== Data for processing ==
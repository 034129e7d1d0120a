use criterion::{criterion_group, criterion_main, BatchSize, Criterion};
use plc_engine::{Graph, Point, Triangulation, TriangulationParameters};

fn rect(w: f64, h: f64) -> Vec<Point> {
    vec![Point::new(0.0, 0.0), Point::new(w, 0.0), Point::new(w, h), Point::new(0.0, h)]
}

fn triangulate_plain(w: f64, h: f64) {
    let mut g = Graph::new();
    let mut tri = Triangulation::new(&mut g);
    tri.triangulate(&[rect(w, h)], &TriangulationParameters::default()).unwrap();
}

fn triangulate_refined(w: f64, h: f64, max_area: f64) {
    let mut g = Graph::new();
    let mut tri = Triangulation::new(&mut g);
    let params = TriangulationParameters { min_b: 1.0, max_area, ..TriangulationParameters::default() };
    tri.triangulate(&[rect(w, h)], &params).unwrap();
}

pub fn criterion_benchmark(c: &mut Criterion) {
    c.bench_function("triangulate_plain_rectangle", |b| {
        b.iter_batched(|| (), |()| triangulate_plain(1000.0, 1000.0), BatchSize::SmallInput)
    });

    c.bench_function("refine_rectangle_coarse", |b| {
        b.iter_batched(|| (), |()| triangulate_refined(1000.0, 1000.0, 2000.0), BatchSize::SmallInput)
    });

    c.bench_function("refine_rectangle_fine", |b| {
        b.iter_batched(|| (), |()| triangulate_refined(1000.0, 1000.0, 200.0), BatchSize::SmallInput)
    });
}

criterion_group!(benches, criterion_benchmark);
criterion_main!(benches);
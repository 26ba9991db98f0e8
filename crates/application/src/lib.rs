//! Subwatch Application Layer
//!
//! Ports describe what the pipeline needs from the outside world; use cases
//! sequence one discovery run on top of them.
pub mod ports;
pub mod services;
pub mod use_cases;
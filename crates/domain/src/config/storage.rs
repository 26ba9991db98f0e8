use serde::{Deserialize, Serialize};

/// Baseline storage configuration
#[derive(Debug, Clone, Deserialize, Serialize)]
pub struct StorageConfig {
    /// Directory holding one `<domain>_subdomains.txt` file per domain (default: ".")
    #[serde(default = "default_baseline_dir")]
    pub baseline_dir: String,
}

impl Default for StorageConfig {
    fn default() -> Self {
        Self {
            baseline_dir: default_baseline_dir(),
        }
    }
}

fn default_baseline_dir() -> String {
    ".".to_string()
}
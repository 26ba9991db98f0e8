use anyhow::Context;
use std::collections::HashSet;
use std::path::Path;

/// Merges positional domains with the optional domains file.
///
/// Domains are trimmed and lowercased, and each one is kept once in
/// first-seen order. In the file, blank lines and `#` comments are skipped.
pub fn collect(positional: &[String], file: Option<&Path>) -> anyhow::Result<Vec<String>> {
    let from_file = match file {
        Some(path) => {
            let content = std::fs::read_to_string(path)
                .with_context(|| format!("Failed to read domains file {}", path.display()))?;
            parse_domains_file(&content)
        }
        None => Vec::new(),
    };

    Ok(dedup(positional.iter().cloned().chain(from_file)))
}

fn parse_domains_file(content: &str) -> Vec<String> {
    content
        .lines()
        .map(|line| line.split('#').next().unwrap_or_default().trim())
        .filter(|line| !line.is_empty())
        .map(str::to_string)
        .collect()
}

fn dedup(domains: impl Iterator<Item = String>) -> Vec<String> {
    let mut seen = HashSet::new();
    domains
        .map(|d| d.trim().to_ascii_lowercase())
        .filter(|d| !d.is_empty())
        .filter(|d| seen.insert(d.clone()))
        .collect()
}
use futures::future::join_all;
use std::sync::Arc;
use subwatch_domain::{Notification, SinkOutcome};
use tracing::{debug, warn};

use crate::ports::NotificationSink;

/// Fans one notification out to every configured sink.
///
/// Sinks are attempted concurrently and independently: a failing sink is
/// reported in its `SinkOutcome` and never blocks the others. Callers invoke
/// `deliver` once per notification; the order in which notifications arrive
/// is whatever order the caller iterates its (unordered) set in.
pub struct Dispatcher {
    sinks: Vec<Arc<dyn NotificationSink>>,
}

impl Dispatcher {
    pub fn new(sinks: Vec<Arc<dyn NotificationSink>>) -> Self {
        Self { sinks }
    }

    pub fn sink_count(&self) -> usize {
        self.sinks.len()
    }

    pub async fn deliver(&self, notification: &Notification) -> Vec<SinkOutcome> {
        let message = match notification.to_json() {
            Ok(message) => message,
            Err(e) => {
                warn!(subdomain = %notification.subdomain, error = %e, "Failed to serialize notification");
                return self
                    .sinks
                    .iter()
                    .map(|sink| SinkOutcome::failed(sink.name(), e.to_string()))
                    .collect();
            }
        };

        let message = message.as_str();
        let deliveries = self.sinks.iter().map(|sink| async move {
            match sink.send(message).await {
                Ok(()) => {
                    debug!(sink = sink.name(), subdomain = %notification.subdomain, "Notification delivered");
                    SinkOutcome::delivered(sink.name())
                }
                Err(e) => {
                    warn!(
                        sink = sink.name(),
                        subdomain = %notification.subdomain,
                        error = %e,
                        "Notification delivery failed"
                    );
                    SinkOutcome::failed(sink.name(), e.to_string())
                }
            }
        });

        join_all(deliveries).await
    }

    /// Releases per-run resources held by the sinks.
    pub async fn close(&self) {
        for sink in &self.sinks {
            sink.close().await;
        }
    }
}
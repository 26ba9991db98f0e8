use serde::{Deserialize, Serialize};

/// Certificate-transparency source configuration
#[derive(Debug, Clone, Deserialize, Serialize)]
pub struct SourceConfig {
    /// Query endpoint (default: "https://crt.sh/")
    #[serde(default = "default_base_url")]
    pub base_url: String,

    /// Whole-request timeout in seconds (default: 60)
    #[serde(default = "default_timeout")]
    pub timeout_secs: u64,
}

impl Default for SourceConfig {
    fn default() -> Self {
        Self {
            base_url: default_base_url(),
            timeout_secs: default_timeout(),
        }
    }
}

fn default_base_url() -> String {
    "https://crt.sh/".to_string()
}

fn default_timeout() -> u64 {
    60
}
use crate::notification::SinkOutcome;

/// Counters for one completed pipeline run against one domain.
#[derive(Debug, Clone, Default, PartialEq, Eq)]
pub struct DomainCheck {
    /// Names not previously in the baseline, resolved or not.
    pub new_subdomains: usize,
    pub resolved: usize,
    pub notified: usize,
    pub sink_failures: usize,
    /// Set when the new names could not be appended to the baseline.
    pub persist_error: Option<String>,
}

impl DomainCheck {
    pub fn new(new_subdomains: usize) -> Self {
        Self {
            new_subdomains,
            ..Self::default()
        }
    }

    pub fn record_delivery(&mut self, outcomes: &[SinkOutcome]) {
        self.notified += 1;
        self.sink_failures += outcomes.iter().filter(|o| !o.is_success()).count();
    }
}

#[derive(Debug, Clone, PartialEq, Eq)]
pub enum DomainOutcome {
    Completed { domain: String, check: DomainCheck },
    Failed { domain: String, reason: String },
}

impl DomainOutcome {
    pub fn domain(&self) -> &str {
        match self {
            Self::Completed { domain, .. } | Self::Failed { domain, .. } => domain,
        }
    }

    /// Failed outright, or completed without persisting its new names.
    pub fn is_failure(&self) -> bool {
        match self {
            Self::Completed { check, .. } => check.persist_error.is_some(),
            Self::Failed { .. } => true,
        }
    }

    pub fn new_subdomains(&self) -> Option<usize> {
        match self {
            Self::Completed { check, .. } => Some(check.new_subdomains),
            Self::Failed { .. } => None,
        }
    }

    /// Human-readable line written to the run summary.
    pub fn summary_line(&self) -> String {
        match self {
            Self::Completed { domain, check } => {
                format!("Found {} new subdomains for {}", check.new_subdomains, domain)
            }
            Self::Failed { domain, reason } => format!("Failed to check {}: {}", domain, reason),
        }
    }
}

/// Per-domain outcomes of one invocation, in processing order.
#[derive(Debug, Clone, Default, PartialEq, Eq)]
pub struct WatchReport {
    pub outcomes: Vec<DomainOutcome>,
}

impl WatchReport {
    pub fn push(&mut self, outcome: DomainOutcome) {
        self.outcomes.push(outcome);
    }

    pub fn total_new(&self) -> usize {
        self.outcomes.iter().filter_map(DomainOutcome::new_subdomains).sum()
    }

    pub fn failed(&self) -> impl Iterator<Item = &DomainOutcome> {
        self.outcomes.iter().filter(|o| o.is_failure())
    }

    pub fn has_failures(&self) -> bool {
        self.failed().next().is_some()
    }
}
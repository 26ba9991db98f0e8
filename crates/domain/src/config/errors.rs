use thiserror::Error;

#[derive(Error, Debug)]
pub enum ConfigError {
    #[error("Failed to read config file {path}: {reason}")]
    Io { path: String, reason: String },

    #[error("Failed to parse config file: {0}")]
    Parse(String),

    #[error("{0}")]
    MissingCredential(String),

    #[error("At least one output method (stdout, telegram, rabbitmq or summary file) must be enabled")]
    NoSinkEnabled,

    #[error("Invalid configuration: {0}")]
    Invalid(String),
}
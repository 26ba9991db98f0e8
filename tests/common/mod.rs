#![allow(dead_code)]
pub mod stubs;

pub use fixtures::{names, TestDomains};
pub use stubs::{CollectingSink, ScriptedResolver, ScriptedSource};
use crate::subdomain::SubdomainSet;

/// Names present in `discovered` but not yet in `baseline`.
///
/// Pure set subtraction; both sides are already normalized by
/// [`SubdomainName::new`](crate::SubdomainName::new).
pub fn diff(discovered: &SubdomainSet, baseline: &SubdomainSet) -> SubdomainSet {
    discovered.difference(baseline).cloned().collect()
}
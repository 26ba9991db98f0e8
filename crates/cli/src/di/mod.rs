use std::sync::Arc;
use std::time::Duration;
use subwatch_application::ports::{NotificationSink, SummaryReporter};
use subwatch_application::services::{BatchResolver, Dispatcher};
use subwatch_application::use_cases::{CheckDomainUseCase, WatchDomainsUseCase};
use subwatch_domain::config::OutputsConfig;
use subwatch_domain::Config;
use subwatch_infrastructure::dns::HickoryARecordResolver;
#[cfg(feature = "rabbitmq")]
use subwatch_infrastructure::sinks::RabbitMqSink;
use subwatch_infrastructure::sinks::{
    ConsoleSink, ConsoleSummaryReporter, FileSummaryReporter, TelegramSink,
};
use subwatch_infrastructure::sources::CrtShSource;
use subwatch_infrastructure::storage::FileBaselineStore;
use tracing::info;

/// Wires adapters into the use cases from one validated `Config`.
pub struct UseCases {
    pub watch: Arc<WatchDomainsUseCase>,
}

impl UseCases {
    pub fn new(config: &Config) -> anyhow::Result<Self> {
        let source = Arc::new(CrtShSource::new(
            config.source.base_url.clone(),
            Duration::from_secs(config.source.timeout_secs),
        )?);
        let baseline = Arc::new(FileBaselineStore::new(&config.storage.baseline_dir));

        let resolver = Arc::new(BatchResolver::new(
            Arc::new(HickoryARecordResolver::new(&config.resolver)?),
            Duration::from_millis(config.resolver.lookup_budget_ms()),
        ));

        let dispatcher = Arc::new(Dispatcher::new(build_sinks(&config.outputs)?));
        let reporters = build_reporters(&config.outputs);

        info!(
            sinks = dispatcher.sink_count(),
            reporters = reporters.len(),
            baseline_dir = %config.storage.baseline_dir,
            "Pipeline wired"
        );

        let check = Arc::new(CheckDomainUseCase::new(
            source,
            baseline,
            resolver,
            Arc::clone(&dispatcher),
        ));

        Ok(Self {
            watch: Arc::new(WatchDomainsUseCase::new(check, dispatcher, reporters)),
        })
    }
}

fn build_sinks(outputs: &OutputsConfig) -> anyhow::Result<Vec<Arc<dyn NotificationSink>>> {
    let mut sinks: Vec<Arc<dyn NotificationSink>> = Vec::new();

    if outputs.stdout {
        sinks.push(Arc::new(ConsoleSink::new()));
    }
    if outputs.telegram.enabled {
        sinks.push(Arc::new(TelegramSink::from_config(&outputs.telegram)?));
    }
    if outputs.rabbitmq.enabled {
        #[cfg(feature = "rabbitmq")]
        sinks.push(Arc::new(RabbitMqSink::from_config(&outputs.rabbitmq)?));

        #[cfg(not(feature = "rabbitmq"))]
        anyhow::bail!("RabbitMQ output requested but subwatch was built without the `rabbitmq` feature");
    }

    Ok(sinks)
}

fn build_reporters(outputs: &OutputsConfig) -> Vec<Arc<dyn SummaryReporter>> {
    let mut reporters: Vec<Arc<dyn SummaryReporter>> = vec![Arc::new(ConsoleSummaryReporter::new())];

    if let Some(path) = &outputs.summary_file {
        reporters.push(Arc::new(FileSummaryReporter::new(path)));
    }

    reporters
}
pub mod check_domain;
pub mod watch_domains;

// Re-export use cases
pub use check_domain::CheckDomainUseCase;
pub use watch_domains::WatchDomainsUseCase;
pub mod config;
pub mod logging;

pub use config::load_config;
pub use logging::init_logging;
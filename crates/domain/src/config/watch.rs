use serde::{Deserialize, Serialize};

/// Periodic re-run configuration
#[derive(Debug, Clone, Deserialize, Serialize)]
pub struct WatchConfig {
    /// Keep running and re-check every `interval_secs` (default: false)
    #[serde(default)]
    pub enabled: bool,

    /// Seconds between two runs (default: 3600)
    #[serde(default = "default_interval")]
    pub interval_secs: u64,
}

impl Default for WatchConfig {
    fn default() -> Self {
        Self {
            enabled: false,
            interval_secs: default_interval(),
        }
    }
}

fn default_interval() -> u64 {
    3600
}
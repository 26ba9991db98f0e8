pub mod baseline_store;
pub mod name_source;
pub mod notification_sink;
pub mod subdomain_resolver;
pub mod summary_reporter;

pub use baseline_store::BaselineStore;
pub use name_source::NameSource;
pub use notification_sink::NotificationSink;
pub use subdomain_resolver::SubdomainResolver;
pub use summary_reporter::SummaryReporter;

== What the exercise asks ==
Among the lines of the material above, find those with the word "OutputsConfig". Copy each one.

== Response to this exercise ==
use subwatch_domain::config::OutputsConfig;
fn build_sinks(outputs: &OutputsConfig) -> anyhow::Result<Vec<Arc<dyn NotificationSink>>> {
fn build_reporters(outputs: &OutputsConfig) -> Vec<Arc<dyn SummaryReporter>> {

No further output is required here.